Thanks for the reply.

I've tried that. I'm wondering if anyone with a knowledge of monitors at a component level might be able to answer my question?


----------



## win2kpro (Jul 19, 2005)

First you need to determine if the problem is in the monitor or the machine. Connect a known good monitor to your machine and see if the problem persists. If the problem persists with a known good monitor then the problem is in your machine.


----------



## drewgraham (Jul 20, 2005)

I'm sorry to be rude, but I've done all of the above and made a conclusion and simply have a question for someone that knows more than me about monitors.

If someone can answer it, I'd be delighted to hear their opinion, but otherwise there are far more needy cases on the board for your attention.


----------



## Courtneyc (Dec 7, 2003)

If your video card has two plugs, put it in the correct spot. The primary plug on the video card is the one closes to the bottom of the motherboard (normally the right-most or bottom-most plug.) Since you didn't tell us what type of video card you have, we can only guess.

Courtney


----------



## spudder (Nov 25, 2007)

does the monitor shut off like the power is turned off or no picture on the screen 
if it is the power i would check the cable or pop the monitor case open check the ac inlet adapter on the power board ,, however it might be a blown capacitor on the power board.
in which case replace the capacitor and it might start working correctly ,,
if the problem is the monitor has power but no picture on the screen, and the cable is good coming from the tower ,, is the connection loose in monitor , also it might be the inverter the only way to check that is to take it apart and replace it with new one , or it might ribbon cable that connects the monitor cable from the pc to the actual circuit board on the back of the monitor screen , the circuit board and the ribbon cable are very thin , and can be damaged under some circumstances.


----------



## jasonv (Dec 13, 2008)

@drewgraham: Were you able to identify the problem? 

I am having quite a similar problem with my Viewsonic LCD VA1912w. It worked fine for 1.5 - 2 years, 3 months ago I started to notice some flickering over any dark/black display, e.g. a black desktop background. Upgraded drivers to no avail. Left it as such, changed dark themes to light and forgot about it. Mistake?

Now, when i turn it on, it displays/flashes some random white/gray lines + makes a bzzzz noise for 1/2 a second, then fails (it's like switched off, power button still on). After several (started with abt. 5, keeps increasing) attempts to turn it off and on again, it will finally display. It does that only when it has cooled down, i.e. if it has been on for hours and you turn it off and on again / or restart the pc, it will display.

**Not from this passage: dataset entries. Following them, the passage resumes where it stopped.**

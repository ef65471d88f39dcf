//! Dispatch logic: extract params from ArgMatches and convert to command args.
//!
//! This module contains:
//! - `*Params` structs populated from clap matches
//! - `from_matches()` extractors
//! - `Into<GenerateArgs>` impls that bridge dispatch to the generate command

use std::path::PathBuf;

use clap::ArgMatches;
use solwright_lib::features::{
    Access, CommonOptions, CustomOptions, Erc20Options, Erc721Options, GenericOptions, Info,
    Upgradeable,
};

use crate::commands::generate::{GenerateArgs, OptionsSource};

/// Output settings shared by every command.
#[derive(Debug, Default, PartialEq, Eq)]
pub struct EmitParams {
    pub catalog_path: Option<PathBuf>,
    pub output: Option<PathBuf>,
    pub pragma: Option<String>,
}

impl EmitParams {
    fn from_matches(m: &ArgMatches) -> Self {
        Self {
            catalog_path: m.get_one::<PathBuf>("catalog").cloned(),
            output: m.get_one::<PathBuf>("output").cloned(),
            pragma: m.get_one::<String>("pragma").cloned(),
        }
    }

    fn into_args(self, options: OptionsSource) -> GenerateArgs {
        GenerateArgs {
            options,
            catalog_path: self.catalog_path,
            output: self.output,
            pragma: self.pragma,
        }
    }
}

fn common_from_matches(m: &ArgMatches) -> CommonOptions {
    CommonOptions {
        access: m.get_one::<Access>("access").copied(),
        upgradeable: m.get_one::<Upgradeable>("upgradeable").copied(),
        info: Info {
            security_contact: m.get_one::<String>("security_contact").cloned(),
            license: m.get_one::<String>("license").cloned(),
        },
    }
}

fn string_arg(m: &ArgMatches, id: &str) -> String {
    m.get_one::<String>(id).cloned().unwrap_or_default()
}

pub struct CustomParams {
    pub options: CustomOptions,
    pub emit: EmitParams,
}

impl CustomParams {
    pub fn from_matches(m: &ArgMatches) -> Self {
        Self {
            options: CustomOptions {
                name: string_arg(m, "name"),
                pausable: m.get_flag("pausable"),
                common: common_from_matches(m),
            },
            emit: EmitParams::from_matches(m),
        }
    }
}

impl From<CustomParams> for GenerateArgs {
    fn from(p: CustomParams) -> Self {
        p.emit
            .into_args(OptionsSource::Inline(GenericOptions::Custom(p.options)))
    }
}

pub struct Erc20Params {
    pub options: Erc20Options,
    pub emit: EmitParams,
}

impl Erc20Params {
    pub fn from_matches(m: &ArgMatches) -> Self {
        Self {
            options: Erc20Options {
                name: string_arg(m, "name"),
                symbol: string_arg(m, "symbol"),
                burnable: m.get_flag("burnable"),
                pausable: m.get_flag("pausable"),
                premint: m.get_one::<String>("premint").cloned(),
                mintable: m.get_flag("mintable"),
                permit: !m.get_flag("no_permit"),
                votes: m.get_flag("votes"),
                common: common_from_matches(m),
            },
            emit: EmitParams::from_matches(m),
        }
    }
}

impl From<Erc20Params> for GenerateArgs {
    fn from(p: Erc20Params) -> Self {
        p.emit
            .into_args(OptionsSource::Inline(GenericOptions::Erc20(p.options)))
    }
}

pub struct Erc721Params {
    pub options: Erc721Options,
    pub emit: EmitParams,
}

impl Erc721Params {
    pub fn from_matches(m: &ArgMatches) -> Self {
        Self {
            options: Erc721Options {
                name: string_arg(m, "name"),
                symbol: string_arg(m, "symbol"),
                base_uri: string_arg(m, "base_uri"),
                enumerable: m.get_flag("enumerable"),
                uri_storage: m.get_flag("uri_storage"),
                burnable: m.get_flag("burnable"),
                pausable: m.get_flag("pausable"),
                mintable: m.get_flag("mintable"),
                incremental: m.get_flag("incremental"),
                common: common_from_matches(m),
            },
            emit: EmitParams::from_matches(m),
        }
    }
}

impl From<Erc721Params> for GenerateArgs {
    fn from(p: Erc721Params) -> Self {
        p.emit
            .into_args(OptionsSource::Inline(GenericOptions::Erc721(p.options)))
    }
}

pub struct OptionsParams {
    pub options_path: PathBuf,
    pub emit: EmitParams,
}

impl OptionsParams {
    pub fn from_matches(m: &ArgMatches) -> Self {
        Self {
            options_path: m
                .get_one::<PathBuf>("options_path")
                .cloned()
                .unwrap_or_default(),
            emit: EmitParams::from_matches(m),
        }
    }
}

impl From<OptionsParams> for GenerateArgs {
    fn from(p: OptionsParams) -> Self {
        p.emit.into_args(OptionsSource::File(p.options_path))
    }
}
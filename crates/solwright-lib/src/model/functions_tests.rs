use super::*;
use crate::Error;

fn transfer() -> FunctionDef {
    FunctionDef::new("transfer")
        .arg("to", "address")
        .arg("value", "uint256")
        .returns("bool")
}

#[test]
fn identity_ignores_argument_names() {
    let a = FunctionDef::new("f").arg("to", "address");
    let b = FunctionDef::new("f").arg("recipient", "address");
    let c = FunctionDef::new("f").arg("to", "uint256");

    assert_eq!(a.key(), b.key());
    assert_ne!(a.key(), c.key());
    assert_eq!(transfer().signature(), "transfer(address,uint256)");
}

#[test]
fn insert_returns_existing_entry() {
    let mut table = FunctionTable::new();

    let (first, created) = table.insert(transfer());
    assert!(created);
    let (second, created) = table.insert(transfer().kind(FunctionKind::External));
    assert!(!created);

    assert_eq!(first, second);
    assert_eq!(table.len(), 1);
    assert_eq!(table.get(first).unwrap().def.kind, FunctionKind::Public);
    assert_eq!(table.find(&transfer()), Some(first));
}

#[test]
fn body_is_set_once() {
    let mut table = FunctionTable::new();
    let (id, _) = table.insert(transfer());

    table.set_body(id, vec!["return true;".to_string()]).unwrap();
    let err = table.set_body(id, vec!["return false;".to_string()]).unwrap_err();

    assert_eq!(
        err,
        Error::DuplicateBody {
            function: "transfer(address,uint256)".to_string()
        }
    );
    assert_eq!(table.get(id).unwrap().body.as_deref(), Some(&["return true;".to_string()][..]));
}

#[test]
fn code_and_body_are_exclusive() {
    let mut table = FunctionTable::new();
    let (with_code, _) = table.insert(FunctionDef::new("a"));
    let (with_body, _) = table.insert(FunctionDef::new("b"));

    table.add_code(with_code, "x();".to_string()).unwrap();
    assert!(table.set_body(with_code, Vec::new()).is_err());

    table.set_body(with_body, Vec::new()).unwrap();
    assert!(table.add_code(with_body, "x();".to_string()).is_err());
}

#[test]
fn modifiers_are_deduplicated_in_first_seen_order() {
    let mut table = FunctionTable::new();
    let (id, _) = table.insert(FunctionDef::new("pause"));

    assert!(table.add_modifier(id, "onlyOwner".to_string()));
    assert!(table.add_modifier(id, "whenNotPaused".to_string()));
    assert!(!table.add_modifier(id, "onlyOwner".to_string()));

    let modifiers: Vec<&str> = table
        .get(id)
        .unwrap()
        .modifiers
        .iter()
        .map(String::as_str)
        .collect();
    assert_eq!(modifiers, ["onlyOwner", "whenNotPaused"]);
}

#[test]
fn overrides_are_sorted_by_name() {
    let mut table = FunctionTable::new();
    let (id, _) = table.insert(FunctionDef::new("_update"));

    table.add_override(id, "ERC20Votes", true);
    table.add_override(id, "ERC20", true);
    table.add_override(id, "ERC20Pausable", true);
    table.add_override(id, "ERC20", true);

    let targets: Vec<&str> = table
        .get(id)
        .unwrap()
        .overrides
        .keys()
        .map(String::as_str)
        .collect();
    assert_eq!(targets, ["ERC20", "ERC20Pausable", "ERC20Votes"]);
}

#[test]
fn pass_through_detection() {
    let mut table = FunctionTable::new();
    let (id, _) = table.insert(FunctionDef::new("_update"));
    assert!(!table.get(id).unwrap().is_pass_through());

    table.add_override(id, "ERC20", true);
    assert!(table.get(id).unwrap().is_pass_through());

    table.add_override(id, "ERC20Pausable", true);
    assert!(!table.get(id).unwrap().is_pass_through());

    let (plain, _) = table.insert(FunctionDef::new("pause"));
    table.set_body(plain, Vec::new()).unwrap();
    assert!(!table.get(plain).unwrap().is_pass_through());
}

#[test]
fn iteration_follows_insertion_order() {
    let mut table = FunctionTable::new();
    for name in ["mint", "pause", "burn", "unpause"] {
        table.insert(FunctionDef::new(name));
    }

    let names: Vec<&str> = table.iter().map(|e| e.def.name.as_str()).collect();
    assert_eq!(names, ["mint", "pause", "burn", "unpause"]);
}

#[test]
#[should_panic(expected = "not found")]
fn foreign_id_panics() {
    let mut table = FunctionTable::new();
    table.add_doc(FunctionId(7), "doc".to_string());
}
//! Name and path mapping for upgradeable builds.

use std::borrow::Cow;

use solwright_core::catalog::{CONTRACTS_PREFIX, UPGRADEABLE_PREFIX};

/// `ERC20` -> `ERC20Upgradeable`
pub(crate) fn upgradeable_name(name: &str) -> String {
    format!("{name}Upgradeable")
}

/// `@openzeppelin/contracts/token/ERC20/ERC20.sol`
/// -> `@openzeppelin/contracts-upgradeable/token/ERC20/ERC20Upgradeable.sol`
pub(crate) fn upgradeable_path(path: &str) -> String {
    let path = match path.strip_prefix(CONTRACTS_PREFIX) {
        Some(rest) => format!("{UPGRADEABLE_PREFIX}{rest}"),
        None => path.to_string(),
    };
    match path.strip_suffix(".sol") {
        Some(stem) => format!("{stem}Upgradeable.sol"),
        None => path,
    }
}

/// Name as written in the output.
pub(crate) fn emitted_name(name: &str, transpiled: bool, upgradeable: bool) -> Cow<'_, str> {
    if upgradeable && transpiled {
        Cow::Owned(upgradeable_name(name))
    } else {
        Cow::Borrowed(name)
    }
}

/// Name of the initializer a transpiled parent exposes.
pub(crate) fn init_function(name: &str) -> String {
    format!("__{name}_init")
}
//! Non-fungible tokens.

use solwright_core::Catalog;
use solwright_core::utils::escape_string_literal;

use crate::model::{ContractModel, FunctionDef, FunctionKind, Mutability, ParentArg, StateVariable};
use crate::Result;

use super::access::require_access_control;
use super::{CommonOptions, add_overrides, apply_common, base, new_model, pausable};

pub const NEXT_TOKEN_ID: &str = "_nextTokenId";

#[derive(Clone, Debug, PartialEq, Eq, serde::Deserialize)]
#[serde(rename_all = "camelCase", default)]
pub struct Erc721Options {
    pub name: String,
    pub symbol: String,
    pub base_uri: String,
    pub enumerable: bool,
    pub uri_storage: bool,
    pub burnable: bool,
    pub pausable: bool,
    pub mintable: bool,
    /// Mint with sequential ids instead of caller-chosen ones.
    pub incremental: bool,
    #[serde(flatten)]
    pub common: CommonOptions,
}

impl Default for Erc721Options {
    fn default() -> Self {
        Self {
            name: "MyToken".to_string(),
            symbol: "MTK".to_string(),
            base_uri: String::new(),
            enumerable: false,
            uri_storage: false,
            burnable: false,
            pausable: false,
            mintable: false,
            incremental: false,
            common: CommonOptions::default(),
        }
    }
}

pub fn update() -> FunctionDef {
    FunctionDef::new("_update")
        .arg("to", "address")
        .arg("tokenId", "uint256")
        .arg("auth", "address")
        .kind(FunctionKind::Internal)
        .returns("address")
}

pub fn increase_balance() -> FunctionDef {
    FunctionDef::new("_increaseBalance")
        .arg("account", "address")
        .arg("value", "uint128")
        .kind(FunctionKind::Internal)
}

pub fn supports_interface() -> FunctionDef {
    FunctionDef::new("supportsInterface")
        .arg("interfaceId", "bytes4")
        .mutability(Mutability::View)
        .returns("bool")
}

pub fn token_uri() -> FunctionDef {
    FunctionDef::new("tokenURI")
        .arg("tokenId", "uint256")
        .mutability(Mutability::View)
        .returns("string memory")
}

pub fn base_uri() -> FunctionDef {
    FunctionDef::new("_baseURI")
        .kind(FunctionKind::Internal)
        .mutability(Mutability::Pure)
        .returns("string memory")
}

pub fn build_erc721(opts: &Erc721Options, catalog: &Catalog) -> Result<ContractModel> {
    let mut model = new_model(&opts.name, &opts.common)?;
    let access = opts.common.access;

    let erc721 = base(catalog, "ERC721")?
        .arg(ParentArg::literal(&opts.name))
        .arg(ParentArg::literal(&opts.symbol));
    model.add_parent(erc721.clone())?;

    let mut update_targets = vec![erc721.clone()];
    let mut increase_balance_targets = vec![erc721.clone()];
    let mut token_uri_targets = vec![erc721.clone()];
    let mut supports_interface_targets = vec![erc721.clone()];

    if !opts.base_uri.is_empty() {
        let function = model.add_function(base_uri())?;
        model.add_override(&erc721, function)?;
        model.set_function_body(
            function,
            vec![format!("return \"{}\";", escape_string_literal(&opts.base_uri))],
        )?;
    }

    if opts.enumerable {
        let enumerable = base(catalog, "ERC721Enumerable")?;
        model.add_parent(enumerable.clone())?;
        update_targets.push(enumerable.clone());
        increase_balance_targets.push(enumerable.clone());
        supports_interface_targets.push(enumerable);
    }

    if opts.uri_storage {
        let uri_storage = base(catalog, "ERC721URIStorage")?;
        model.add_parent(uri_storage.clone())?;
        token_uri_targets.push(uri_storage.clone());
        supports_interface_targets.push(uri_storage);
    }

    if opts.pausable {
        let erc721_pausable = base(catalog, "ERC721Pausable")?;
        model.add_parent(erc721_pausable.clone())?;
        update_targets.push(erc721_pausable);
        pausable::add_pause_functions(&mut model, catalog, access)?;
    }

    if opts.burnable {
        model.add_parent(base(catalog, "ERC721Burnable")?)?;
    }

    if opts.mintable {
        add_mintable(&mut model, catalog, opts)?;
    }

    apply_common(&mut model, catalog, &opts.common)?;
    if model.parents().contains("AccessControl") {
        supports_interface_targets.push(base(catalog, "AccessControl")?);
    }

    add_overrides(&mut model, update(), &update_targets)?;
    add_overrides(&mut model, increase_balance(), &increase_balance_targets)?;
    add_overrides(&mut model, token_uri(), &token_uri_targets)?;
    add_overrides(&mut model, supports_interface(), &supports_interface_targets)?;
    Ok(model)
}

fn add_mintable(model: &mut ContractModel, catalog: &Catalog, opts: &Erc721Options) -> Result<()> {
    let mut def = FunctionDef::new("safeMint").arg("to", "address");
    if !opts.incremental {
        def = def.arg("tokenId", "uint256");
    }
    if opts.uri_storage {
        def = def.arg("uri", "string memory");
    }
    if opts.incremental {
        def = def.returns("uint256");
    }

    let function = model.add_function(def)?;
    require_access_control(model, catalog, function, opts.common.access, "MINTER", "minter")?;

    let mut body = Vec::new();
    if opts.incremental {
        model.add_variable(StateVariable::new(NEXT_TOKEN_ID, "uint256"))?;
        let next = model.storage_access(function, NEXT_TOKEN_ID)?;
        body.push(format!("uint256 tokenId = {next}++;"));
    }
    body.push("_safeMint(to, tokenId);".to_string());
    if opts.uri_storage {
        body.push("_setTokenURI(tokenId, uri);".to_string());
    }
    if opts.incremental {
        body.push("return tokenId;".to_string());
    }
    model.set_function_body(function, body)
}
use crate::catalog::{CONTRACTS_PREFIX, UPGRADEABLE_PREFIX};
use crate::{Catalog, CatalogError};

#[test]
fn builtin_has_unique_names() {
    let catalog = Catalog::builtin();
    let mut names: Vec<_> = catalog.iter().map(|c| c.name.as_ref()).collect();
    let total = names.len();
    names.sort_unstable();
    names.dedup();
    assert_eq!(names.len(), total);
}

#[test]
fn builtin_lookup() {
    let catalog = Catalog::builtin();
    let erc20 = catalog.get("ERC20").unwrap();
    assert_eq!(erc20.path, "@openzeppelin/contracts/token/ERC20/ERC20.sol");
    assert!(erc20.transpiled);
    assert!(catalog.get("ERC1155").is_none());
}

#[test]
fn transpiled_entries_live_in_contracts_library() {
    for contract in Catalog::builtin().iter() {
        if contract.transpiled {
            assert!(contract.path.starts_with(CONTRACTS_PREFIX), "{}", contract.name);
        } else {
            assert!(contract.path.starts_with(UPGRADEABLE_PREFIX), "{}", contract.name);
        }
    }
}

#[test]
fn json_catalog_defaults_transpiled() {
    let catalog = Catalog::from_json(
        r#"{"contracts": [
            {"name": "Vault", "path": "@acme/contracts/Vault.sol"},
            {"name": "Proxy", "path": "@acme/proxy/Proxy.sol", "transpiled": false}
        ]}"#,
    )
    .unwrap();

    assert_eq!(catalog.len(), 2);
    assert!(catalog.get("Vault").unwrap().transpiled);
    assert!(!catalog.get("Proxy").unwrap().transpiled);
}

#[test]
fn json_catalog_rejects_duplicates() {
    let err = Catalog::from_json(
        r#"{"contracts": [
            {"name": "Vault", "path": "a.sol"},
            {"name": "Vault", "path": "b.sol"}
        ]}"#,
    )
    .unwrap_err();

    assert!(matches!(err, CatalogError::DuplicateEntry(name) if name == "Vault"));
}

#[test]
fn json_catalog_rejects_empty_path() {
    let err = Catalog::from_json(r#"{"contracts": [{"name": "Vault", "path": ""}]}"#).unwrap_err();
    assert_eq!(err.to_string(), "catalog entry `Vault` has an empty import path");
}

#[test]
fn json_catalog_reports_parse_errors() {
    let err = Catalog::from_json("{").unwrap_err();
    assert!(matches!(err, CatalogError::Json(_)));
}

@spudder: you think it is the inverter? 

How can i save my slowly dying monitor...


----------



## spudder (Nov 25, 2007)

sorry took so long to get back,, rushed weekend ,, hmm it could be the inverter , have you took it apart , and looked at the boards ,,, sounds like something is getting hot or has a cracked connection , a solder joint on the connection on the power board maybe,, or maybe dust...when it shuts off,, does it still have power on the power board or the power light still on , if it does , i would lean more toward the inverter or maybe the screen and circuit board on the back but if it loses power i would look for blown capacitor or burnt solder joint on the power board , 
as it is hard to get parts for desk top monitors most people throw them away and buy new , however i have repaired a few by replacing blown capacitors and robing parts off other monitors .. 
if you take it apart , remember to unplug it and while it is a apart don't plug it back it in the side of the screen can shock you and it can and does pack quite a punch , ,


----------



## BassHole (Dec 14, 2008)

LOL STOP TEARING IT UP! Let me get the link that should resolve this issue for you. Hopefully. Read this and try it.  Worked on mine with same issue.​ I made 2 posts that cover this there.


----------



## spudder (Nov 25, 2007)

hmm thanks basshole , , i read your post and iam curious if it will work in this case but i will definitely stick that trick in my memory to try on the next monitor i come across ,,


----------



## BassHole (Dec 14, 2008)

Worked for mine, and should work on others given the same variables.


----------